The “half-finished” houses come with extra space that residents can develop later on their own when their families expand.

Building a home together

Faced with a tight budget, architecture firm ELEMENTAL did not complete its designs for a social housing programme in Chile. But their “half-finished” homes in the shantytown of Quinta Monroy were actually the Chilean studio’s innovative solution to house families on the same land where they had illegally lived for years. Instead of moving the families to another neighbourhood or building conventional apartment towers, ELEMENTAL created basic houses with extra space for expanding families. Residents then build upon this skeletal design with their own resources, contributing to complete social housing whose value increases over time.

Studio Dumbar created a colour palette and worked with type designer Peter Verheul on a new typeface designed exclusively for the Dutch government.

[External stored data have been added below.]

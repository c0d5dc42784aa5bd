use std::process::ExitCode;
use std::sync::Arc;
use std::sync::atomic::{AtomicBool, Ordering};

use anyhow::{Context, Result};
use clap::Parser;
use cp_core::config::PipelineConfig;

pub mod cli;
pub mod inspect;
pub mod pipeline;
pub mod report;

fn main() -> ExitCode {
    match run() {
        Ok(code) => code,
        Err(err) => {
            log::error!("{err:#}");
            eprintln!("Erreur : {err:#}");
            ExitCode::from(1)
        }
    }
}

fn run() -> Result<ExitCode> {
    // 1. Parser CLI
    let cli = cli::Cli::parse();

    // 2. Initialiser le logging
    env_logger::Builder::new()
        .filter_level(cli.log_level.parse().unwrap_or(log::LevelFilter::Info))
        .init();

    // 3. Inspection seule : pas d'extraction
    if let Some(ref path) = cli.inspect {
        println!("{}", inspect::describe(path)?);
        return Ok(ExitCode::SUCCESS);
    }

    // 4. Charger la config, puis appliquer les overrides CLI
    let mut config = resolve_config(&cli)?;
    cli.apply_overrides(&mut config);
    log::info!(
        "Sources : {:?}, racine {}, sortie {}",
        config.sources,
        config.dataset_root.display(),
        config.output_dir.display()
    );

    // 5. Ctrl-C : arrêt propre entre deux fichiers
    let cancel = Arc::new(AtomicBool::new(false));
    let cancel_handler = Arc::clone(&cancel);
    ctrlc::set_handler(move || {
        log::warn!("Interruption demandée, arrêt après le fichier en cours...");
        cancel_handler.store(true, Ordering::Relaxed);
    })
    .context("Impossible d'installer le gestionnaire Ctrl-C")?;

    // 6. Pipeline
    let summary = pipeline::run(&config, &cancel)?;
    println!("{summary}");
    Ok(ExitCode::from(summary.outcome.exit_code()))
}

fn resolve_config(cli: &cli::Cli) -> Result<PipelineConfig> {
    if cli.config.exists() {
        cp_core::config::load_config(&cli.config)
    } else {
        log::warn!(
            "Config introuvable : {}. Utilisation des défauts.",
            cli.config.display()
        );
        Ok(PipelineConfig::default())
    }
}
use cp_core::error::CoreError;
use thiserror::Error;

/// Errors that abort an export step before anything is written.
#[derive(Error, Debug)]
pub enum ExportError {
    /// No adapter produced a sample: the run persists nothing.
    #[error("Corpus vide : aucune source n'a produit d'échantillon")]
    EmptyCorpus,

    /// The corpus holds no sample with usable features.
    #[error("Aucun échantillon exploitable sur {total} pour le jeu d'entraînement")]
    EmptyTrainingSet {
        /// Samples in the corpus.
        total: usize,
    },

    /// A sample disagrees with the corpus configuration.
    #[error(transparent)]
    Core(#[from] CoreError),
}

One Identity to rule them all

Navigating bureaucracy can be confusing. Just try the Dutch government, which has 175 institutions and ministries – each having its own identity. To help the public recognise every one of them as part of the Netherlands’ national government, Dutch design agency Studio Dumbar created a visual identity in 2009 to encompass them all. The result: A blue logo stamped with the well-known Dutch coat of arms, two custom typefaces that are more space efficient, and a set of layouts to guide the use of the identity system. This new look was applied over two years across a range of assets from buildings to identity cards that eventually presented the government as one organisation to Dutch citizens.

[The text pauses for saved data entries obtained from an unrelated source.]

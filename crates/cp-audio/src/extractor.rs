use cp_core::config::FeatureConfig;
use cp_core::feature::{BundleShape, FeatureBundle};
use cp_core::sample::Waveform;

use crate::chroma::ChromaFilterbank;
use crate::error::AudioError;
use crate::features::{rms_frames, spectral_centroid, zero_crossing_frames};
use crate::fft::FftPipeline;
use crate::mel::{Dct, MelFilterbank, peak, power_to_db};

/// Extracteur de features pour le traitement offline en lot.
///
/// Holds the FFT plan and the filterbanks for one [`FeatureConfig`]. Calls
/// are independent: nothing computed for one waveform influences the next.
/// One instance per worker thread.
pub struct FeatureExtractor {
    config: FeatureConfig,
    fft: FftPipeline,
    chroma: ChromaFilterbank,
    mel: MelFilterbank,
    dct: Dct,
}

impl FeatureExtractor {
    /// Crée un extracteur pour `config`.
    ///
    /// # Panics
    /// Panics if `config.n_fft` is 0.
    ///
    /// # Example
    /// ```
    /// use cp_audio::extractor::FeatureExtractor;
    /// use cp_core::config::FeatureConfig;
    /// let extractor = FeatureExtractor::new(FeatureConfig::STANDARD);
    /// ```
    #[must_use]
    pub fn new(config: FeatureConfig) -> Self {
        Self {
            config,
            fft: FftPipeline::new(config.n_fft),
            chroma: ChromaFilterbank::new(config.sample_rate, config.n_fft, config.n_chroma),
            mel: MelFilterbank::new(config.sample_rate, config.n_fft, config.n_mels),
            dct: Dct::new(config.n_mels, config.n_mfcc),
        }
    }

    /// The configuration this extractor applies.
    #[must_use]
    pub fn config(&self) -> &FeatureConfig {
        &self.config
    }

    /// Analyse une forme d'onde complète.
    ///
    /// Never fails: on any internal error the empty bundle is returned and a
    /// warning is logged. Callers treat an empty bundle as "no usable features".
    ///
    /// # Example
    /// ```
    /// use cp_audio::extractor::FeatureExtractor;
    /// use cp_core::config::FeatureConfig;
    /// use cp_core::sample::Waveform;
    ///
    /// let mut extractor = FeatureExtractor::new(FeatureConfig::STANDARD);
    /// let bundle = extractor.extract(&Waveform::new(vec![0.0; 22050], 22050));
    /// assert_eq!(bundle.shape.time_steps, 44);
    /// assert!(extractor.extract(&Waveform::new(vec![], 22050)).is_empty());
    /// ```
    #[must_use]
    pub fn extract(&mut self, wave: &Waveform) -> FeatureBundle {
        match self.try_extract(wave) {
            Ok(bundle) => bundle,
            Err(e) => {
                log::warn!("Extraction abandonnée : {e}");
                FeatureBundle::empty()
            }
        }
    }

    /// Fallible core of [`Self::extract`].
    ///
    /// # Errors
    /// Returns [`AudioError::InvalidWaveform`] for empty, non-finite or
    /// wrongly-sampled input, and propagates FFT failures.
    pub fn try_extract(&mut self, wave: &Waveform) -> Result<FeatureBundle, AudioError> {
        let c = self.config;
        if wave.samples.is_empty() {
            return Err(AudioError::InvalidWaveform("aucun échantillon".into()));
        }
        if wave.sample_rate != c.sample_rate {
            return Err(AudioError::InvalidWaveform(format!(
                "taux {} Hz, attendu {} Hz",
                wave.sample_rate, c.sample_rate
            )));
        }
        if wave.samples.iter().any(|s| !s.is_finite()) {
            return Err(AudioError::InvalidWaveform("valeurs non finies".into()));
        }

        let power = self.fft.spectrogram(&wave.samples, c.hop_length)?;
        let n_frames = power.len();

        let chroma: Vec<Vec<f32>> = power.iter().map(|p| self.chroma.apply(p)).collect();
        let mel_power: Vec<Vec<f32>> = power.iter().map(|p| self.mel.apply(p)).collect();

        // MFCC use an absolute reference; the stored mel is relative to its own peak
        let mut mel_db_abs = mel_power.clone();
        power_to_db(&mut mel_db_abs, 1.0);
        let mfcc: Vec<Vec<f32>> = mel_db_abs.iter().map(|m| self.dct.apply(m)).collect();

        let mel_peak = peak(&mel_power);
        let mut mel_spectrogram = mel_power;
        power_to_db(&mut mel_spectrogram, mel_peak);

        let spectral_centroid: Vec<f32> = power
            .iter()
            .map(|p| spectral_centroid(p, c.sample_rate, c.n_fft))
            .collect();
        let rms = rms_frames(&wave.samples, c.n_fft, c.hop_length);
        let zcr = zero_crossing_frames(&wave.samples, c.n_fft, c.hop_length);

        let bundle = FeatureBundle {
            chroma,
            mel_spectrogram,
            mfcc,
            spectral_centroid,
            rms,
            zcr,
            shape: BundleShape {
                time_steps: n_frames,
                chroma_bins: c.n_chroma,
                mel_bins: c.n_mels,
                mfcc_coeffs: c.n_mfcc,
            },
        };

        if !bundle.is_consistent() {
            return Err(AudioError::InvalidWaveform(format!(
                "bundle incohérent ({n_frames} frames)"
            )));
        }

        log::debug!(
            "Extracted {n_frames} frames from {:.2}s of audio",
            wave.duration_secs()
        );
        Ok(bundle)
    }
}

(From left) A manhole lid in Nankou, Osaka, depicts a pagoda among blossoms. In Hokkaido, Japan, manhole covers feature squids, and the Old Public Hall within star-shaped Fort Goryokaku in Hakodate. 

Beautiful Cover-Ups

Cities typically don’t show off their sewage systems. But in Japan, they are a source of local pride because of their beautiful designs. Adorning manhole covers along the country’s streets is local imagery such as cartoon squids in Hokkaido and a samurai from Tochigi Prefecture. Turning these utilitarian lids into works of art was the idea of a construction ministry bureaucrat, who wanted to raise public acceptance for a costly, underground sewer system being built in the 1980s. Despite costing up to 5% more than standard covers, the custom lids are now found almost everywhere in Japan. Cities, towns and villages created the manhole designs to have local appeal, but they have since become global attractions, with websites and books dedicated to this unique Japanese art!